Sorte ou informação privilegiada? Como 3% dos traders dominam o Polymarket

Sorte ou informação privilegiada? Como 3% dos traders dominam o Polymarket

Imagem de perfil de Redação

por Redação

A ideia de que os mercados de previsão funcionam por causa da “sabedoria das multidões” acaba de sofrer um duro golpe. Um novo estudo de pesquisadores da London Business School e de Yale mostra que a precisão desses mercados depende, na verdade, de um grupo minúsculo de pessoas.

Ao analisar 1,72 milhão de contas no Polymarket, com um volume de US$ 13,76 bilhões entre 2023 e 2025, os cientistas descobriram que apenas 3% dos traders são responsáveis pela descoberta de preços. Ou seja, é essa elite que empurra as apostas para o resultado correto.

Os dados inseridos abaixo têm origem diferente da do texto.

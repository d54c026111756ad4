//! The anchor-proof instruction payload: an 8-byte discriminator followed by
//! the 212-byte fixed layout the verifier program expects.

use sha2::{Digest, Sha256};
use zksl_codec::le::{write_i64, write_u32, write_u64};
use zksl_core::{ArtifactId, Hex32, LedgerPubkey, ProofHash, Seq, Slot, Timestamp};

pub const DISCRIMINATOR_PREIMAGE: &str = "global:anchor_proof";
pub const PAYLOAD_LEN: usize = 212;
pub const INSTRUCTION_LEN: usize = 8 + PAYLOAD_LEN;

/// Inputs required to encode one anchor-proof instruction.
pub struct AnchorPayload {
    pub artifact_id: ArtifactId,
    pub proof_hash: ProofHash,
    pub seq: Seq,
    pub start_slot: Slot,
    pub end_slot: Slot,
    pub artifact_len: u32,
    pub state_root_before: Hex32,
    pub state_root_after: Hex32,
    pub aggregator_pubkey: LedgerPubkey,
    pub timestamp: Timestamp,
    pub ds_hash: [u8; 32],
}

/// First 8 bytes of `sha256("global:anchor_proof")`, Anchor's own
/// discriminator convention for a named instruction.
pub fn discriminator() -> [u8; 8] {
    let digest = Sha256::digest(DISCRIMINATOR_PREIMAGE.as_bytes());
    let mut out = [0u8; 8];
    out.copy_from_slice(&digest[..8]);
    out
}

/// Encode the full 220-byte instruction: 8-byte discriminator + 212-byte payload.
pub fn encode(payload: &AnchorPayload) -> Vec<u8> {
    let mut out = Vec::with_capacity(INSTRUCTION_LEN);
    out.extend_from_slice(&discriminator());
    out.extend_from_slice(payload.artifact_id.as_bytes());
    out.extend_from_slice(payload.proof_hash.as_bytes());
    write_u64(&mut out, payload.seq);
    write_u64(&mut out, payload.start_slot);
    write_u64(&mut out, payload.end_slot);
    write_u32(&mut out, payload.artifact_len);
    out.extend_from_slice(payload.state_root_before.as_bytes());
    out.extend_from_slice(payload.state_root_after.as_bytes());
    out.extend_from_slice(&payload.aggregator_pubkey.0);
    write_i64(&mut out, payload.timestamp);
    out.extend_from_slice(&payload.ds_hash);

    debug_assert_eq!(out.len(), INSTRUCTION_LEN);
    out
}

#[cfg(test)]
mod tests {
    use super::*;
    use uuid::Uuid;

    fn sample() -> AnchorPayload {
        AnchorPayload {
            artifact_id: ArtifactId::from_uuid(Uuid::nil()),
            proof_hash: ProofHash::from_bytes([1u8; 32]),
            seq: 1,
            start_slot: 1,
            end_slot: 1,
            artifact_len: 128,
            state_root_before: Hex32::from_bytes([2u8; 32]),
            state_root_after: Hex32::from_bytes([3u8; 32]),
            aggregator_pubkey: LedgerPubkey([4u8; 32]),
            timestamp: 1_700_000_000,
            ds_hash: [5u8; 32],
        }
    }

    /// Invariant 2: total length 220, discriminator equals
    /// `sha256("global:anchor_proof")[:8]`.
    #[test]
    fn encoded_instruction_is_220_bytes_with_correct_discriminator() {
        let encoded = encode(&sample());
        assert_eq!(encoded.len(), 220);
        assert_eq!(&encoded[..8], &discriminator()[..]);
    }

    #[test]
    fn field_order_round_trips_through_offsets() {
        let payload = sample();
        let encoded = encode(&payload);
        assert_eq!(&encoded[8..24], payload.artifact_id.as_bytes());
        assert_eq!(&encoded[24..56], payload.proof_hash.as_bytes());
    }
}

Enquanto esses poucos traders informados lucram consistentemente, os outros 97% funcionam basicamente como fornecedores de liquidez. Na prática, a grande maioria está do lado perdedor das negociações, financiando os ganhos da minoria habilidosa.

Para separar a sorte do talento, os pesquisadores rodaram simulações de “cara ou coroa” 10 mil vezes para cada aposta. O resultado foi surpreendente: entre os maiores ganhadores, apenas 12% realmente superaram a sorte, e cerca de 60% dos “vencedores sortudos” acabam virando perdedores com o tempo.

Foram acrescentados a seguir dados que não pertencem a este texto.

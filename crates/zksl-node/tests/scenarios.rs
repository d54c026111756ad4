//! End-to-end scenario tests exercising `zksl-node` as a library, wiring
//! together the orchestrator, signer, and artifact store the way the
//! (out-of-scope) HTTP ingress would. No process is spawned — see
//! `SPEC_FULL.md` §8 for why: the submitter's transport layer is an
//! external collaborator this workspace never implements.

use async_trait::async_trait;
use ed25519_dalek::SigningKey;
use rand::rngs::OsRng;

use zksl_core::{AggregatorConfig, AnchorError, LedgerPubkey};
use zksl_signer::AggregatorSigner;
use zksl_submit::{LedgerClient, OwnedAccount, SignatureStatus, SubmissionOrchestrator};

/// A ledger stub that always reports a fixed on-chain configuration, so
/// tests can exercise the chain-id check without a real ledger node.
struct FixedConfigLedger {
    config: AggregatorConfig,
}

#[async_trait]
impl LedgerClient for FixedConfigLedger {
    async fn submit_transaction(&self, _instructions: &[Vec<u8>]) -> anyhow::Result<String> {
        Ok("TESTNET-TX".to_string())
    }

    async fn get_account_data(&self, _address: &LedgerPubkey) -> anyhow::Result<Option<Vec<u8>>> {
        Ok(Some(serde_json::to_vec(&self.config)?))
    }

    async fn get_program_accounts(
        &self,
        _program_id: &LedgerPubkey,
    ) -> anyhow::Result<Vec<OwnedAccount>> {
        Ok(Vec::new())
    }

    async fn earliest_signature_for_address(
        &self,
        _address: &LedgerPubkey,
    ) -> anyhow::Result<Option<String>> {
        Ok(None)
    }

    async fn get_signature_status(
        &self,
        _signature: &str,
    ) -> anyhow::Result<Option<SignatureStatus>> {
        Ok(None)
    }
}

fn artifact() -> zksl_core::Artifact {
    zksl_core::Artifact::new(
        1,
        1,
        zksl_core::Hex32::from_bytes([0u8; 32]),
        zksl_core::Hex32::from_bytes([0u8; 32]),
    )
    .unwrap()
}

/// S5: the on-chain configuration's `chain_id` (1) differs from the
/// locally configured one (2) — `/anchor` must fail with
/// `ChainIdMismatch` before any transaction is submitted.
#[tokio::test]
async fn s5_chain_id_mismatch_rejected_before_submission() {
    let key = SigningKey::generate(&mut OsRng);
    let pubkey = LedgerPubkey(key.verifying_key().to_bytes());
    let signer = AggregatorSigner::new(key);

    let on_chain_config = AggregatorConfig {
        aggregator_pubkey: pubkey,
        next_aggregator_pubkey: pubkey,
        activation_seq: 1000,
        chain_id: 1,
    };

    let ledger = FixedConfigLedger {
        config: on_chain_config,
    };

    let program_id = LedgerPubkey([9u8; 32]);
    let local_chain_id = 2;
    let orchestrator = SubmissionOrchestrator::new(ledger, signer, program_id, local_chain_id);

    let artifact = artifact();
    let proof_hash = zksl_codec::proof_hash(&artifact);
    let artifact_id = zksl_codec::derive_identifier(&proof_hash);

    let request = zksl_submit::AnchorRequest {
        artifact: &artifact,
        artifact_id,
        proof_hash,
        artifact_len: 64,
        fee_payer: pubkey,
    };

    let err = orchestrator.anchor(request).await.unwrap_err();
    assert!(matches!(
        err,
        AnchorError::ChainIdMismatch {
            configured: 2,
            on_chain: 1
        }
    ));
}

/// S1/S2-adjacent: the same artifact anchored twice against a matching
/// chain id succeeds both times (seq advances because the ledger reports
/// no `aggregator_state` record, so `next_seq` always reads 1 here — this
/// test only asserts the chain-id check passes and a transaction id comes
/// back, not sequencing, which `zksl-submit`'s own tests cover).
#[tokio::test]
async fn matching_chain_id_allows_submission() {
    let key = SigningKey::generate(&mut OsRng);
    let pubkey = LedgerPubkey(key.verifying_key().to_bytes());
    let signer = AggregatorSigner::new(key);

    let on_chain_config = AggregatorConfig {
        aggregator_pubkey: pubkey,
        next_aggregator_pubkey: pubkey,
        activation_seq: 1000,
        chain_id: 7,
    };
    let ledger = FixedConfigLedger {
        config: on_chain_config,
    };

    let orchestrator = SubmissionOrchestrator::new(ledger, signer, LedgerPubkey([1u8; 32]), 7);
    let artifact = artifact();
    let proof_hash = zksl_codec::proof_hash(&artifact);
    let artifact_id = zksl_codec::derive_identifier(&proof_hash);

    let request = zksl_submit::AnchorRequest {
        artifact: &artifact,
        artifact_id,
        proof_hash,
        artifact_len: 64,
        fee_payer: pubkey,
    };

    let outcome = orchestrator.anchor(request).await.unwrap();
    assert_eq!(outcome.transaction_id, "TESTNET-TX");
    assert_eq!(outcome.seq, 1);
}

O peso do insider trading e a reação dos especialistas

Esses traders de elite são os primeiros a reagir quando surge uma notícia bombástica, como anúncios do Federal Reserve ou balanços corporativos. Enquanto eles se posicionam rápido, o restante da multidão no Polymarket demora a entender o movimento ou nem reage de forma consistente.

O estudo também tocou em um ponto sensível: o uso de informações privilegiadas. Um caso citado foi a queda de Nicolás Maduro na Venezuela. Dias antes da operação, três contas novas fizeram apostas gigantescas, lucrando mais de US$ 630 mil. Não há provas de irregularidades, mas o padrão chamou a atenção.

Negociações com informações internas movem os preços de 7 a 12 vezes mais rápido que o normal. No entanto, o relatório pondera que isso é raro, a precisão do Polymarket no dia a dia ainda depende mais de traders experientes e recorrentes do que de “apostas únicas” suspeitas.

No fim das contas, o Polymarket não é um palpite coletivo, mas um campo dominado por quem tem informação de qualidade, o sucesso desses mercados parece vir de quem sabe mais, e não de quem ‘grita mais alto’.